PURPOSE:  Non-small cell lung cancer (NSCLC) continues to have high incidence and mortality in the United States. Although surgical resection is theoretically curative for early stage disease, 5-year survival rates are not ideal, possibly due to inaccurate non-invasive staging.

METHODS:  Using TreeAge 8.0 software, we constructed a cost-effectiveness model from a payer standpoint. The existing literature was reviewed, including: recent ACCP guidelines for staging and treatment; meta-analyses for PET, mediastinoscopy, and endoscopic ultrasound (EUS); as well as Medicare reimbursement data for 2008. The model was constructed to include a non-invasive arm with routine PET followed by confirmatory mediastinoscopy in the event of a positive scan, or else lobectomy in the event of a negative scan. The invasive arm included routine mediastinoscopy plus EUS without routine PET, followed by lobectomy in the event of negative results.

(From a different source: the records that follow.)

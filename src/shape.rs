use std::fmt::{self, Debug, Display, Formatter};
use std::hash::Hash;

/// Array axis.
#[derive(Clone, Copy, Debug, Eq, Hash, Ord, PartialEq, PartialOrd)]
pub enum Axis {
    /// The x axis, with extent `width`.
    Width,
    /// The y axis, with extent `height`.
    Height,
    /// The z axis, with extent `depth`.
    Depth,
}

impl Axis {
    /// Returns the axis for the given dimension index.
    ///
    /// # Panics
    ///
    /// Panics if the index is not less than 3.
    pub fn from_index(index: usize) -> Self {
        match index {
            0 => Self::Width,
            1 => Self::Height,
            2 => Self::Depth,
            _ => panic!("invalid dimension"),
        }
    }

    /// Returns the dimension index of the axis.
    pub fn index(self) -> usize {
        self as usize
    }
}

impl Display for Axis {
    fn fmt(&self, fmt: &mut Formatter<'_>) -> fmt::Result {
        fmt.write_str(match self {
            Self::Width => "width",
            Self::Height => "height",
            Self::Depth => "depth",
        })
    }
}

/// Trait for dense arrays of a fixed rank.
///
/// This is the rank-agnostic view on `Grid` and `Volume` used by structural
/// comparison, and by external checkers that walk arrays coordinate by
/// coordinate.
pub trait DenseArray {
    /// Element type.
    type Item;

    /// Array dimensions, one extent per axis.
    type Dims: AsRef<[usize]> + Copy + Debug + Default + Eq + Hash;

    /// Array rank, i.e. the number of dimensions.
    const RANK: usize;

    /// Returns the extents of all dimensions.
    fn dims(&self) -> Self::Dims;

    /// Returns the element at the given coordinates, or `None` if out of bounds
    /// or if the number of coordinates does not match the rank.
    fn get_at(&self, index: &[usize]) -> Option<&Self::Item>;

    /// Returns the extent of the specified dimension.
    ///
    /// # Panics
    ///
    /// Panics if the dimension is out of bounds.
    fn dim(&self, index: usize) -> usize {
        assert!(index < Self::RANK, "invalid dimension");

        self.dims().as_ref()[index]
    }

    /// Returns `true` if the array contains no elements.
    fn is_empty(&self) -> bool {
        self.len() == 0
    }

    /// Returns the number of elements in the array.
    fn len(&self) -> usize {
        self.dims().as_ref().iter().product()
    }

    /// Returns the array rank.
    fn rank(&self) -> usize {
        Self::RANK
    }
}

/// Returns the product of the extents, or `None` on overflow.
pub(crate) fn checked_len(dims: &[usize]) -> Option<usize> {
    dims.iter().try_fold(1usize, |acc, &x| acc.checked_mul(x))
}

/// Checks that the same axis has the same extent in both dimension lists.
pub(crate) fn check_same_dims(expected: &[usize], found: &[usize]) -> crate::Result<()> {
    for (i, (&e, &f)) in expected.iter().zip(found).enumerate() {
        if e != f {
            return Err(crate::GridError::mismatch(Axis::from_index(i), e, f));
        }
    }

    Ok(())
}

#[cfg(test)]
mod tests {
    use super::*;
    use crate::GridError;

    #[test]
    fn axis() {
        assert_eq!(Axis::from_index(2), Axis::Depth);
        assert_eq!(Axis::Height.index(), 1);
        assert_eq!(Axis::Width.to_string(), "width");
    }

    #[test]
    fn same_dims_reports_first_axis() {
        assert!(check_same_dims(&[2, 3], &[2, 3]).is_ok());
        assert_eq!(
            check_same_dims(&[2, 3, 4], &[2, 5, 6]),
            Err(GridError::ShapeMismatch { axis: Axis::Height, expected: 3, found: 5 })
        );
    }

    #[test]
    fn len_overflow() {
        assert_eq!(checked_len(&[3, 4, 5]), Some(60));
        assert_eq!(checked_len(&[usize::MAX, 2]), None);
    }
}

RESULTS:  Using the base-case patient with biopsy-proven NSCLC and 30% probability of N2 disease, the invasive arm cost $7,443 for an average life expectancy (LE) of 4.392 years, while the non-invasive arm cost $8,062 for average LE of 4.394 years, yielding a cost difference of $619 per patient. The incremental cost-effectiveness ratio for routine PET was $309,500 for each life-year gained. A sensitivity analysis that varied costs by 50% and N2 prevalence from 0% to 60% consistently favored the invasive strategy.

CONCLUSION:  Routine mediastinoscopy plus EUS without the use of PET scan for the accurate staging of NSCLC is more cost-effective compared to a non-invasive approach. Most of the savings occur from eliminating unnecessary lung resections with post-surgical hospitalizations for occult mediastinal disease, as well as avoiding PET altogether in the entire cohort.

CLINICAL IMPLICATIONS:  The invasive staging approach saves resources, avoids unnecessary lobectomies, and results in equivalent life-year outcomes in a time when emerging technologies are being evaluated for comparative effectiveness.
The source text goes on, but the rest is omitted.